The FST (finite-state transducer) gazetteer prior is the structure that lets the neural classifier benefit from everything Who's On First already knows. The neural model knows grammar; the gazetteer knows places. The FST is the bridge — pre-computed at build time so the classifier can consult it at inference time without paying gazetteer-lookup costs per token.

This article explains the idea behind it, the build-time vs query-time split that makes it cheap, and how it slots into the rest of the pipeline.

"If you knew this, you'd know that..."

Most of what's hard about address parsing is that any given span is ambiguous in isolation. Paris is a city in France, a town in Texas, and a town in Ontario. Washington is a state, a federal district, and twenty-something cities. The model can't decide what Paris is until it knows what's around it.

But the gazetteer has a structural shortcut: places live in a hierarchy. If you know a token sequence matches a known city, you also know the country, the region, and (often) the county that contains it. That's a chain of implications you can compute once, write down, and look up later.

That last step — "which implies its neighbors are likely" — is the payoff. The neural model sees a single token and predicts a tag from local context. The FST gives it a prior that says "if Paris is the city in France, then the next thing is much more likely to be France than TX." Confident model predictions stay confident. Uncertain ones get nudged toward the gazetteer-consistent reading.

Read the same diagram the other way — from a less specific span to its plausible children — and you get the second framing of the idea:

Both directions are the same fact: WOF stores hierarchy edges, and that hierarchy constrains the joint reading of an address. The FST is the data structure that makes those constraints cheap to query.

Two clocks: build time and query time

The trick of the FST is that it splits the work into two clocks. The expensive clock runs once. The cheap clock runs per address.

The asymmetry is deliberate. Build time pays the cost of "enumerate every valid place-name path through the hierarchy." Query time is just trie walking — O(tokens × branching), not O(gazetteer size). The FST encodes the cross-product so the runtime doesn't have to compute it.

Shipped numbers for the US admin FST:

StageCost
Build (from unified SQLite)2.7 s
Build (from raw GeoJSON, 293k recs)43 s
Binary size5.57 MB
Load at startup~10 ms
Query per addresssub-millisecond

The binary is small enough to ship to a browser. The /demo page loads a 9 MB FST in parallel with the ONNX model and uses both at inference time — no server-side gazetteer call.

What's inside the FST

Each accepting state — a state where a complete place name ends — carries one or more PlaceEntry records. Multiple entries per state are the norm, not the exception: "New York" accepts as both the city and the state.

The FST never picks between interpretations. It hands the neural model and the Viterbi decoder all of them, weighted by importance, and lets the joint decode resolve the ambiguity using surrounding context.

The parent_chain is the load-bearing piece of structure. It's how a match on "Brooklyn" becomes evidence that the next token should be one of {New York, NY, US, 11201, 11202, ...} — anything coherent with that chain — rather than an unrelated place like Houston.

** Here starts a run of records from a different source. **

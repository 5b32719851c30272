//! Projective mapping between grid (module-edge) and image (pixel-edge) space

use crate::models::Point;

/// Perspective transformation matrix (3x3, a33 = 1)
#[derive(Debug, Clone, Copy, PartialEq)]
pub struct PerspectiveTransform {
    a11: f32,
    a12: f32,
    a13: f32,
    a21: f32,
    a22: f32,
    a23: f32,
    a31: f32,
    a32: f32,
    a33: f32,
}

impl PerspectiveTransform {
    /// Create transform from 4 source points to 4 destination points
    pub fn from_points(src: &[Point; 4], dst: &[Point; 4]) -> Option<Self> {
        let mut a = [[0.0f64; 8]; 8];
        let mut b = [0.0f64; 8];

        for i in 0..4 {
            let (sx, sy) = (src[i].x as f64, src[i].y as f64);
            let (dx, dy) = (dst[i].x as f64, dst[i].y as f64);

            let row = i * 2;
            a[row] = [sx, sy, 1.0, 0.0, 0.0, 0.0, -dx * sx, -dx * sy];
            b[row] = dx;
            a[row + 1] = [0.0, 0.0, 0.0, sx, sy, 1.0, -dy * sx, -dy * sy];
            b[row + 1] = dy;
        }

        solve_linear_system(&a, &b).map(|s| Self {
            a11: s[0] as f32,
            a12: s[1] as f32,
            a13: s[2] as f32,
            a21: s[3] as f32,
            a22: s[4] as f32,
            a23: s[5] as f32,
            a31: s[6] as f32,
            a32: s[7] as f32,
            a33: 1.0,
        })
    }

    /// Map a point, `None` when it lands on the horizon line
    pub fn transform(&self, p: &Point) -> Option<Point> {
        let denominator = self.a31 * p.x + self.a32 * p.y + self.a33;
        if denominator.abs() < 1e-10 {
            return None;
        }

        Some(Point::new(
            (self.a11 * p.x + self.a12 * p.y + self.a13) / denominator,
            (self.a21 * p.x + self.a22 * p.y + self.a23) / denominator,
        ))
    }
}

/// Solve 8x8 linear system using Gaussian elimination with partial pivoting
#[allow(clippy::needless_range_loop)]
fn solve_linear_system(a: &[[f64; 8]; 8], b: &[f64; 8]) -> Option<[f64; 8]> {
    let mut a = *a;
    let mut b = *b;
    let n = 8;

    for i in 0..n {
        let mut max_val = a[i][i].abs();
        let mut max_row = i;
        for k in (i + 1)..n {
            if a[k][i].abs() > max_val {
                max_val = a[k][i].abs();
                max_row = k;
            }
        }

        if max_val < 1e-12 {
            return None;
        }

        if max_row != i {
            a.swap(i, max_row);
            b.swap(i, max_row);
        }

        for k in (i + 1)..n {
            let factor = a[k][i] / a[i][i];
            b[k] -= factor * b[i];
            for j in i..n {
                a[k][j] -= factor * a[i][j];
            }
        }
    }

    let mut x = [0.0f64; 8];
    for i in (0..n).rev() {
        let mut sum = b[i];
        for j in (i + 1)..n {
            sum -= a[i][j] * x[j];
        }
        x[i] = sum / a[i][i];
    }

    Some(x)
}
//! Kanji mode decoder (Mode 1000)
//! Each character is 13 bits, expanded back to a two-byte Shift-JIS code

use crate::decoder::error::DecodeError;
use crate::decoder::payload::{BitReader, reserve};

/// Append `count` Shift-JIS characters (two bytes each) to `out`
pub fn decode(
    reader: &mut BitReader<'_>,
    count: usize,
    out: &mut Vec<u8>,
) -> Result<(), DecodeError> {
    reserve(out, count * 2)?;
    for _ in 0..count {
        let packed = reader.read(13)?;
        let intermediate = ((packed / 0xC0) << 8) | (packed % 0xC0);
        let sjis = if intermediate + 0x8140 <= 0x9FFC {
            intermediate + 0x8140
        } else {
            intermediate + 0xC140
        };
        out.push((sjis >> 8) as u8);
        out.push(sjis as u8);
    }
    Ok(())
}
//! Segment decoders, one per mode
//!
//! Each decoder reads `count` characters from the shared bit reader and appends
//! their bytes to the payload.

pub mod alphanumeric;
pub mod byte;
pub mod eci;
pub mod kanji;
pub mod numeric;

How the prior composes with the rest of the pipeline

The FST does not replace the neural classifier. It composes with it as an additive bias on the emission logits, alongside the QueryShape structural prior. The decoder is still Viterbi; the FST just changes the numbers it sees.

The math is the unsurprising sum:

finalEmissions[t][label] = rawLogits[t][label]
+ queryShapeBias[t][label]
+ fstBias[t][label]

Two design choices matter here:

  1. Additive, not multiplicative. A confident model prediction (large positive logit) drowns out a weak prior. A weak model prediction (near-zero logit) is where the prior gets to vote. This is the same shallow-fusion idea modern speech recognizers use to blend an acoustic model with a language model.
  2. Capped at 3.0 logits. Even with a 1.0 Wikipedia importance score, the bias can't move the decoder more than ~3 logits. The model can always overrule the gazetteer when the input clearly contradicts it ("Paris, TX" overrides the France prior on Paris because the context makes it obvious).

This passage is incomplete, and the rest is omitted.